### RECORDS TO PROCESS
__________________________________________________

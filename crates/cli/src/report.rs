//! Human-readable and JSON rendering of step outcomes.

use comfy_table::{presets::UTF8_FULL, Cell, Color, ContentArrangement, Table};

use gitpush_core::config::GitScm;
use gitpush_core::models::{MergeAction, Outcome, PushReport};

use crate::style;

/// Print `outcome` to stdout, as JSON when `json` is set.
pub fn print_outcome(outcome: &Outcome, json: bool) {
    if json {
        let value = outcome.to_json();
        match serde_json::to_string_pretty(&value) {
            Ok(text) => println!("{text}"),
            Err(_) => println!("{value}"),
        }
        return;
    }

    match outcome {
        Outcome::Success(report) => {
            println!(
                "{}",
                style::success(&format!(
                    "Pushed {} to {}/{}",
                    style::short_sha(&report.pushed_head),
                    report.repository,
                    report.branch
                ))
            );
            println!();
            println!("{}", report_table(report));
        }
        Outcome::Skipped(reason) => {
            println!("{}", style::skipped(&format!("Nothing pushed: {reason}")));
        }
        Outcome::Failed(err) => {
            eprintln!("{}", style::error(&format!("Push failed: {err}")));
            if err.is_retryable() {
                eprintln!("{}", style::dim("  the failure is transient; re-running may succeed"));
            }
        }
    }
}

fn report_table(report: &PushReport) -> Table {
    let mut table = Table::new();
    table.load_preset(UTF8_FULL);
    table.set_content_arrangement(ContentArrangement::Dynamic);
    table.set_header(vec!["Field", "Value"]);

    let action = match report.action {
        MergeAction::MergeCommit => Cell::new(report.action).fg(Color::Yellow),
        MergeAction::BranchCreated => Cell::new(report.action).fg(Color::Cyan),
        _ => Cell::new(report.action).fg(Color::Green),
    };
    let elapsed = report.completed_at - report.started_at;

    table.add_row(vec![Cell::new("Remote"), Cell::new(&report.repository)]);
    table.add_row(vec![Cell::new("URL"), Cell::new(&report.uri)]);
    table.add_row(vec![Cell::new("Branch"), Cell::new(&report.branch)]);
    table.add_row(vec![
        Cell::new("Remote tip"),
        Cell::new(report.remote_tip.as_deref().map(style::short_sha).unwrap_or("—")),
    ]);
    table.add_row(vec![
        Cell::new("Local HEAD"),
        Cell::new(style::short_sha(&report.head_before)),
    ]);
    table.add_row(vec![Cell::new("Integration"), action]);
    table.add_row(vec![
        Cell::new("Pushed"),
        Cell::new(style::short_sha(&report.pushed_head)),
    ]);
    table.add_row(vec![
        Cell::new("New tags"),
        Cell::new(if report.tags.is_empty() {
            "—".to_string()
        } else {
            report.tags.join(", ")
        }),
    ]);
    table.add_row(vec![
        Cell::new("Duration"),
        Cell::new(format!("{} ms", elapsed.num_milliseconds())),
    ]);
    table
}

/// Table of the remotes a job configures.
pub fn remotes_table(git: &GitScm) -> Table {
    let mut table = Table::new();
    table.load_preset(UTF8_FULL);
    table.set_content_arrangement(ContentArrangement::Dynamic);
    table.set_header(vec!["Remote", "URLs", "Fetch ref-specs"]);
    for remote in &git.remotes {
        table.add_row(vec![
            Cell::new(&remote.name),
            Cell::new(remote.urls.join("\n")),
            Cell::new(remote.effective_fetch_refspecs().join("\n")),
        ]);
    }
    table
}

__________________________________________________

Each line of the data must be retyped exactly as written.

filename crates/cli/src/report.rs
//! Human-readable and JSON rendering of step outcomes.

use comfy_table::{presets::UTF8_FULL, Cell, Color, ContentArrangement, Table};

use gitpush_core::config::GitScm;
use gitpush_core::models::{MergeAction, Outcome, PushReport};

use crate::style;

/// Print `outcome` to stdout, as JSON when `json` is set.
pub fn print_outcome(outcome: &Outcome, json: bool) {
    if json {
        let value = outcome.to_json();
        match serde_json::to_string_pretty(&value) {
            Ok(text) => println!("{text}"),
            Err(_) => println!("{value}"),
        }
        return;
    }

    match outcome {
        Outcome::Success(report) => {
            println!(
                "{}",
                style::success(&format!(
                    "Pushed {} to {}/{}",
                    style::short_sha(&report.pushed_head),
                    report.repository,
                    report.branch
                ))
            );
            println!();
            println!("{}", report_table(report));
        }
        Outcome::Skipped(reason) => {
            println!("{}", style::skipped(&format!("Nothing pushed: {reason}")));
        }
        Outcome::Failed(err) => {
            eprintln!("{}", style::error(&format!("Push failed: {err}")));
            if err.is_retryable() {
                eprintln!("{}", style::dim("  the failure is transient; re-running may succeed"));
            }
        }
    }
}

fn report_table(report: &PushReport) -> Table {
    let mut table = Table::new();
    table.load_preset(UTF8_FULL);
    table.set_content_arrangement(ContentArrangement::Dynamic);
    table.set_header(vec!["Field", "Value"]);

    let action = match report.action {
        MergeAction::MergeCommit => Cell::new(report.action).fg(Color::Yellow),
        MergeAction::BranchCreated => Cell::new(report.action).fg(Color::Cyan),
        _ => Cell::new(report.action).fg(Color::Green),
    };
    let elapsed = report.completed_at - report.started_at;

    table.add_row(vec![Cell::new("Remote"), Cell::new(&report.repository)]);
    table.add_row(vec![Cell::new("URL"), Cell::new(&report.uri)]);
    table.add_row(vec![Cell::new("Branch"), Cell::new(&report.branch)]);
    table.add_row(vec![
        Cell::new("Remote tip"),
        Cell::new(report.remote_tip.as_deref().map(style::short_sha).unwrap_or("—")),
    ]);
    table.add_row(vec![
        Cell::new("Local HEAD"),
        Cell::new(style::short_sha(&report.head_before)),
    ]);
    table.add_row(vec![Cell::new("Integration"), action]);
    table.add_row(vec![
        Cell::new("Pushed"),
        Cell::new(style::short_sha(&report.pushed_head)),
    ]);
    table.add_row(vec![
        Cell::new("New tags"),
        Cell::new(if report.tags.is_empty() {
            "—".to_string()
        } else {
            report.tags.join(", ")
        }),
    ]);
    table.add_row(vec![
        Cell::new("Duration"),
        Cell::new(format!("{} ms", elapsed.num_milliseconds())),
    ]);
    table
}

/// Table of the remotes a job configures.
pub fn remotes_table(git: &GitScm) -> Table {
    let mut table = Table::new();
    table.load_preset(UTF8_FULL);
    table.set_content_arrangement(ContentArrangement::Dynamic);
    table.set_header(vec!["Remote", "URLs", "Fetch ref-specs"]);
    for remote in &git.remotes {
        table.add_row(vec![
            Cell::new(&remote.name),
            Cell::new(remote.urls.join("\n")),
            Cell::new(remote.effective_fetch_refspecs().join("\n")),
        ]);
    }
    table
}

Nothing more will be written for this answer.